End of the hybrid library

Through all my years as a librarian and the different roles I have had, I have always worked with reference collections, usually pretty closely.  Until recently, where my role has been working with the virtual more than print of any type.

But as part of my appraisal this year, one of my goals was to weed the reference collection at our biggest branch.  This collection has filled 17 bays of 5 shelves each.

It has been quite a few years since it has been weeded well, beyond replacing superseded editions.  And it shows.  I went in expecting to weed maybe up to 40% of the collection.  So far, I have weeded just over half of the collection and the proportion of the collection that had been weeded out is over 60%.

It may have been much higher, but that included our motor manual collection – which coincidentally is the best used part of reference and which, therefore,  will not be hitting the lending shelves or withdrawals anytime soon. And there are other classic titles too, which are much too precious for their unique content, that likewise will not make that journey.

fair price on the scales

Fair price on the scales by purplbutrfly

The weeding hasn’t been hard to do either.  I’m a chucker rather than a hoarder, but I think that even a hoarder would be hard pressed to keep more than 50% of the collection.  The amount of dust accumulated on each title shows how little the majority of the collection is used in these days of online information domination.

Fortunately, a lot of what I have weeded has gone straight to our lending collection.  It is good quality information, if just a bit dated now, but I’m sure that most of it will do well there, much better than it has done in reference in recent times.

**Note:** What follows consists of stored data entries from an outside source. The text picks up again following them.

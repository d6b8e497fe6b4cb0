//! Handler registry mapping lowercase endpoint names to handlers.
//!
//! Endpoints are registered as one of three shapes and flattened into a
//! single name → handler table:
//!
//! - [`Endpoint::Function`] under its own name
//! - [`Endpoint::Object`] as `{name}_{method}` for each method it exposes
//! - [`Endpoint::Table`] as `{name}_{key}` for each entry
//!
//! Names are lowercased. A name registered twice keeps its first handler.
//!
//! # Example
//!
//! ```ignore
//! use servicereg_client::handler::HandlerRegistry;
//!
//! let mut registry = HandlerRegistry::new();
//!
//! registry.add_function("test_hello", |(name,): (String,), _ctx| async move {
//!     Ok(format!("hi: {}", name))
//! });
//!
//! assert!(registry.get("TEST_HELLO").is_some());
//! ```

use std::collections::HashMap;
use std::future::Future;
use std::marker::PhantomData;
use std::pin::Pin;
use std::sync::Arc;

use serde::de::DeserializeOwned;
use serde::Serialize;
use serde_json::Value;

use super::Context;
use crate::error::{Result, ServiceError};

/// Result type for handler functions.
pub type HandlerResult = Result<Value>;

/// Boxed future for handler results.
pub type BoxFuture<'a, T> = Pin<Box<dyn Future<Output = T> + Send + 'a>>;

/// Trait for handler functions.
pub trait Handler: Send + Sync + 'static {
    /// Handle a call with decoded arguments.
    fn call(&self, args: Vec<Value>, ctx: Context) -> BoxFuture<'static, HandlerResult>;
}

/// Object exposing a set of named methods.
pub trait ServiceObject: Send + Sync + 'static {
    /// Method names this object answers to.
    fn methods(&self) -> Vec<String>;

    /// Invoke `method`.
    fn call(&self, method: &str, args: Vec<Value>, ctx: Context) -> BoxFuture<'static, HandlerResult>;
}

/// Wrapper that deserializes arguments and serializes the result.
///
/// The argument list is handed to serde as a JSON array, so `T` is usually a
/// tuple (`(String, u32)`), a `Vec`, or `()` for no arguments.
pub struct TypedHandler<F, T, R, Fut>
where
    F: Fn(T, Context) -> Fut + Send + Sync + 'static,
    T: DeserializeOwned + Send + 'static,
    R: Serialize + Send + 'static,
    Fut: Future<Output = Result<R>> + Send + 'static,
{
    handler: F,
    _phantom: PhantomData<fn(T) -> (Fut, R)>,
}

impl<F, T, R, Fut> TypedHandler<F, T, R, Fut>
where
    F: Fn(T, Context) -> Fut + Send + Sync + 'static,
    T: DeserializeOwned + Send + 'static,
    R: Serialize + Send + 'static,
    Fut: Future<Output = Result<R>> + Send + 'static,
{
    /// Create a new typed handler.
    pub fn new(handler: F) -> Self {
        Self {
            handler,
            _phantom: PhantomData,
        }
    }
}

impl<F, T, R, Fut> Handler for TypedHandler<F, T, R, Fut>
where
    F: Fn(T, Context) -> Fut + Send + Sync + 'static,
    T: DeserializeOwned + Send + 'static,
    R: Serialize + Send + 'static,
    Fut: Future<Output = Result<R>> + Send + 'static,
{
    fn call(&self, args: Vec<Value>, ctx: Context) -> BoxFuture<'static, HandlerResult> {
        let parsed: T = match decode_args(args) {
            Ok(v) => v,
            Err(e) => return Box::pin(async move { Err(e) }),
        };

        let fut = (self.handler)(parsed, ctx);
        Box::pin(async move {
            let value = fut.await?;
            Ok(serde_json::to_value(value)?)
        })
    }
}

/// `()` accepts any argument list, so zero-argument handlers ignore extras.
fn decode_args<T: DeserializeOwned>(args: Vec<Value>) -> Result<T> {
    match serde_json::from_value::<T>(Value::Array(args)) {
        Ok(v) => Ok(v),
        Err(e) => serde_json::from_value::<T>(Value::Null).map_err(|_| ServiceError::Json(e)),
    }
}

/// Bound method of a [`ServiceObject`].
struct ObjectMethod {
    object: Arc<dyn ServiceObject>,
    method: String,
}

impl Handler for ObjectMethod {
    fn call(&self, args: Vec<Value>, ctx: Context) -> BoxFuture<'static, HandlerResult> {
        self.object.call(&self.method, args, ctx)
    }
}

/// Capability-tagged endpoint accepted by [`HandlerRegistry::add`].
pub enum Endpoint {
    /// A single callable.
    Function(Arc<dyn Handler>),
    /// An object exposing named methods.
    Object(Arc<dyn ServiceObject>),
    /// Explicit name → handler entries.
    Table(Vec<(String, Arc<dyn Handler>)>),
}

impl Endpoint {
    /// Wrap a typed closure.
    pub fn function<F, T, R, Fut>(handler: F) -> Self
    where
        F: Fn(T, Context) -> Fut + Send + Sync + 'static,
        T: DeserializeOwned + Send + 'static,
        R: Serialize + Send + 'static,
        Fut: Future<Output = Result<R>> + Send + 'static,
    {
        Endpoint::Function(Arc::new(TypedHandler::new(handler)))
    }
}

/// Registry mapping endpoint names to handlers.
#[derive(Default)]
pub struct HandlerRegistry {
    handlers: HashMap<String, Arc<dyn Handler>>,
    /// Registration order, for the function list.
    names: Vec<String>,
}

impl HandlerRegistry {
    /// Create a new empty registry.
    pub fn new() -> Self {
        Self::default()
    }

    /// Register an endpoint under `name`.
    ///
    /// Returns the flattened names actually added.
    pub fn add(&mut self, name: &str, endpoint: Endpoint) -> Vec<String> {
        let mut added = Vec::new();
        match endpoint {
            Endpoint::Function(handler) => {
                if self.insert(name.to_string(), handler) {
                    added.push(name.to_lowercase());
                }
            }
            Endpoint::Object(object) => {
                for method in object.methods() {
                    let handler = Arc::new(ObjectMethod {
                        object: object.clone(),
                        method: method.clone(),
                    });
                    let full = join(name, &method);
                    if self.insert(full.clone(), handler) {
                        added.push(full.to_lowercase());
                    }
                }
            }
            Endpoint::Table(entries) => {
                for (key, handler) in entries {
                    let full = join(name, &key);
                    if self.insert(full.clone(), handler) {
                        added.push(full.to_lowercase());
                    }
                }
            }
        }
        added
    }

    /// Register a typed closure under `name`.
    pub fn add_function<F, T, R, Fut>(&mut self, name: &str, handler: F) -> bool
    where
        F: Fn(T, Context) -> Fut + Send + Sync + 'static,
        T: DeserializeOwned + Send + 'static,
        R: Serialize + Send + 'static,
        Fut: Future<Output = Result<R>> + Send + 'static,
    {
        !self.add(name, Endpoint::function(handler)).is_empty()
    }

    fn insert(&mut self, name: String, handler: Arc<dyn Handler>) -> bool {
        let name = name.to_lowercase();
        if self.handlers.contains_key(&name) {
            tracing::debug!(endpoint = %name, "Endpoint already registered, ignored");
            return false;
        }
        self.handlers.insert(name.clone(), handler);
        self.names.push(name);
        true
    }

    /// Look up a handler, ignoring case.
    pub fn get(&self, name: &str) -> Option<Arc<dyn Handler>> {
        self.handlers.get(&name.to_lowercase()).cloned()
    }

    /// Check if `name` is registered.
    pub fn contains(&self, name: &str) -> bool {
        self.handlers.contains_key(&name.to_lowercase())
    }

    /// Registered names in registration order.
    pub fn names(&self) -> &[String] {
        &self.names
    }

    /// Number of registered names.
    pub fn len(&self) -> usize {
        self.names.len()
    }

    /// Check if nothing is registered.
    pub fn is_empty(&self) -> bool {
        self.names.is_empty()
    }

    /// Invoke `name` with `args`.
    ///
    /// # Errors
    ///
    /// [`ServiceError::HandlerNotFound`] when nothing is registered under
    /// `name`, otherwise whatever the handler returns.
    pub async fn dispatch(&self, name: &str, args: Vec<Value>, ctx: Context) -> HandlerResult {
        let handler = self
            .get(name)
            .ok_or_else(|| ServiceError::HandlerNotFound(name.to_string()))?;

        handler.call(args, ctx).await
    }
}

fn join(prefix: &str, name: &str) -> String {
    if prefix.is_empty() {
        name.to_string()
    } else {
        format!("{}_{}", prefix, name)
    }
}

Which brings me back to the hybrid idea.  Print reference is not dead in my library, not yet, but it is no longer the force that it was.  Now it seems that print reference is a backstop to our online resources and the internet, whereas it was always the other way around.  Now its where you go, when its too hard or really to obscure to find something online. And even that’s changing.

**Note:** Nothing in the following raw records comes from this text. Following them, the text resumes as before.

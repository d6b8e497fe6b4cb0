//! Echo service - register one web function and serve it.
//!
//! Connects to a local directory on `127.0.0.1:8861`:
//!
//! ```text
//! RUST_LOG=debug cargo run --example echo
//! ```
//!
//! Once registered, the directory can call `test_hello("world")` and gets
//! back `{"echo": "hello world", "admin": <caller's admin id>}`.

use serde::Serialize;
use servicereg_client::{Context, Service};
use tracing_subscriber::EnvFilter;

/// Reply of the hello function.
#[derive(Serialize, Debug)]
struct EchoOutput {
    echo: String,
    admin: u32,
}

#[tokio::main]
async fn main() -> Result<(), Box<dyn std::error::Error>> {
    tracing_subscriber::fmt()
        .with_env_filter(EnvFilter::try_from_default_env().unwrap_or_else(|_| EnvFilter::new("info")))
        .init();

    let service = Service::builder("demo", "test", "123456")
        .web_function("hello", |(name,): (String,), ctx: Context| async move {
            Ok(EchoOutput {
                echo: format!("hello {}", name),
                admin: ctx.admin_id(),
            })
        })
        .build();

    // Only returns once registration fails for good.
    service.connect_to_local_dev("127.0.0.1", 8861).await?;

    Ok(())
}
//! Error taxonomy shared by the lifecycle controller and the driver facade.

use std::time::Duration;

use camino::Utf8PathBuf;
use thiserror::Error;

use crate::config::ConfigError;
use crate::provider::{ProviderError, ServerId};
use crate::ssh::ShellError;

/// Why an operation needing a server could not run.
#[derive(Clone, Copy, Debug, Eq, PartialEq)]
pub enum InvalidState {
    /// `create` has not produced a server yet.
    NotCreated,
    /// The server has already been removed.
    Removed,
    /// `create` was called on a record that already holds a server.
    AlreadyCreated,
}

impl InvalidState {
    const fn describe(self) -> &'static str {
        match self {
            Self::NotCreated => "server has not been created yet",
            Self::Removed => "server has been removed",
            Self::AlreadyCreated => "server has already been created",
        }
    }
}

/// Errors raised by driver operations.
#[derive(Clone, Debug, Error, Eq, PartialEq)]
pub enum DriverError {
    /// A required option is missing; raised before any network call.
    #[error("configuration error: {0}")]
    Config(#[from] ConfigError),
    /// The provider rejected the account credentials.
    #[error("authentication failed: {message}")]
    Authentication {
        /// Message returned by the identity service.
        message: String,
    },
    /// A status poll exceeded its budget.
    #[error("timeout waiting for {action} on server {server_id} after {waited:?}")]
    ProvisionTimeout {
        /// Action being waited on.
        action: &'static str,
        /// Server being polled.
        server_id: ServerId,
        /// Time spent polling.
        waited: Duration,
    },
    /// A wait was interrupted by the cancellation token.
    #[error("{action} on server {server_id} was cancelled")]
    Cancelled {
        /// Action being waited on.
        action: &'static str,
        /// Server being polled.
        server_id: ServerId,
    },
    /// The server became active but never reported an IPv4 address.
    #[error("server {server_id} missing public IPv4 address")]
    MissingAddress {
        /// Server being polled.
        server_id: ServerId,
    },
    /// Any other provider failure, propagated verbatim.
    #[error("provider error: {0}")]
    Provider(ProviderError),
    /// A setup command failed on the instance.
    #[error("remote step {step} failed with status {status_text}: {stderr}")]
    RemoteExecution {
        /// Name of the failed step.
        step: &'static str,
        /// Human readable exit status.
        status_text: String,
        /// Stderr captured from the command.
        stderr: String,
    },
    /// The remote shell could not be started.
    #[error("remote shell error: {0}")]
    Shell(#[from] ShellError),
    /// Local key material could not be prepared.
    #[error("key material at {path}: {message}")]
    KeyMaterial {
        /// File or directory involved.
        path: Utf8PathBuf,
        /// Underlying error text.
        message: String,
    },
    /// The operation needs a server the record does not hold.
    #[error("invalid state: {}", .0.describe())]
    InvalidState(InvalidState),
    /// The driver does not implement the operation.
    #[error("{operation} is not supported by the {driver} driver")]
    Unsupported {
        /// Operation name.
        operation: &'static str,
        /// Driver name.
        driver: &'static str,
    },
    /// No factory is registered under the requested name.
    #[error("unknown driver: {0}")]
    UnknownDriver(String),
}

impl From<ProviderError> for DriverError {
    fn from(value: ProviderError) -> Self {
        match value {
            ProviderError::Authentication { message } => Self::Authentication { message },
            other => Self::Provider(other),
        }
    }
}
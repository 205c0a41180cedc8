//! Command runner abstraction and remote shell target types.

use std::ffi::OsString;
use std::net::IpAddr;
use std::process::{Command, Stdio};

use camino::Utf8PathBuf;

use super::ShellError;

/// Exit code and captured streams of a finished command.
#[derive(Clone, Debug, Eq, PartialEq)]
pub struct CommandOutput {
    /// Exit code, or `None` when a signal ended the process.
    pub code: Option<i32>,
    /// Everything written to stdout, lossily decoded.
    pub stdout: String,
    /// Everything written to stderr, lossily decoded.
    pub stderr: String,
}

impl CommandOutput {
    /// Whether the command exited with status zero.
    #[must_use]
    pub const fn is_success(&self) -> bool {
        matches!(self.code, Some(0))
    }

    /// Human readable exit status, `unknown` when the process was killed.
    #[must_use]
    pub fn status_text(&self) -> String {
        self.code
            .map_or_else(|| String::from("unknown"), |code| code.to_string())
    }
}

/// Seam between the crate and local process execution. Both `ssh` and
/// `ssh-keygen` go through it.
pub trait CommandRunner: Send + Sync {
    /// Runs `program` to completion with `args` and no stdin.
    ///
    /// # Errors
    ///
    /// Returns [`ShellError::Spawn`] if the command cannot be started.
    fn run(&self, program: &str, args: &[OsString]) -> Result<CommandOutput, ShellError>;
}

/// Runner spawning real processes via [`std::process::Command`].
#[derive(Clone, Debug, Default)]
pub struct ProcessCommandRunner;

impl CommandRunner for ProcessCommandRunner {
    fn run(&self, program: &str, args: &[OsString]) -> Result<CommandOutput, ShellError> {
        let spawn_error = |err: std::io::Error| ShellError::Spawn {
            program: program.to_owned(),
            message: err.to_string(),
        };
        let finished = Command::new(program)
            .args(args)
            .stdin(Stdio::null())
            .output()
            .map_err(spawn_error)?;

        let decode = |bytes: &[u8]| String::from_utf8_lossy(bytes).into_owned();
        Ok(CommandOutput {
            code: finished.status.code(),
            stdout: decode(&finished.stdout),
            stderr: decode(&finished.stderr),
        })
    }
}

/// Where and as whom a remote command runs.
#[derive(Clone, Debug, Eq, PartialEq)]
pub struct SshTarget {
    /// Address of the instance.
    pub host: IpAddr,
    /// SSH port on the instance.
    pub port: u16,
    /// Remote login user.
    pub user: String,
    /// Private key used to authenticate.
    pub identity_file: Utf8PathBuf,
}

For a long time, when talking collection development, we talked about the hybrid library – finding the balance between print and electronic resources. When it comes to reference type material, the scales are now definitely tipped in favour of the electronic.

Its funny though. Even though I work on the library’s virtual spaces and spend a lot of my time online and love it, it has been surprising in a way to see the stalwart of information services – the reference collection, whittled away so, in importance as well as in collection size.  I have long appreciated going to the reference shelves and being virtually guaranteed of finding a book that would help with that immediate user need. I think that I still have some of the romance of the book attached to the librarian in me.

So as our print reference collections dwindle, alongside their corresponding budgets, I say goodbye to the hybrid library.  Online is now dominant in the world of reference, both in the eyes of staff and users.  This is not a bad thing, as there are things online that people seek which we would likely never had in a print reference resource.  But as they go, I cant help but feel a tiny bit wistful for what was.

Maybe because it was the bastion of librarian’s assistance to our users – where we could take them to discover the world of information – something that is not so easy or so common in the online world? Maybe its as I said before that there is romance in books and reference books are  a category all of their own. Maybe its because reference books were always something special, a unique type of book not appropriate for any other location.  Maybe its because each reference book was a treasure just waiting to be discovered.

I’m not sure why it is, I just know that the end of this era is coming fast and its one I will miss.

How about you?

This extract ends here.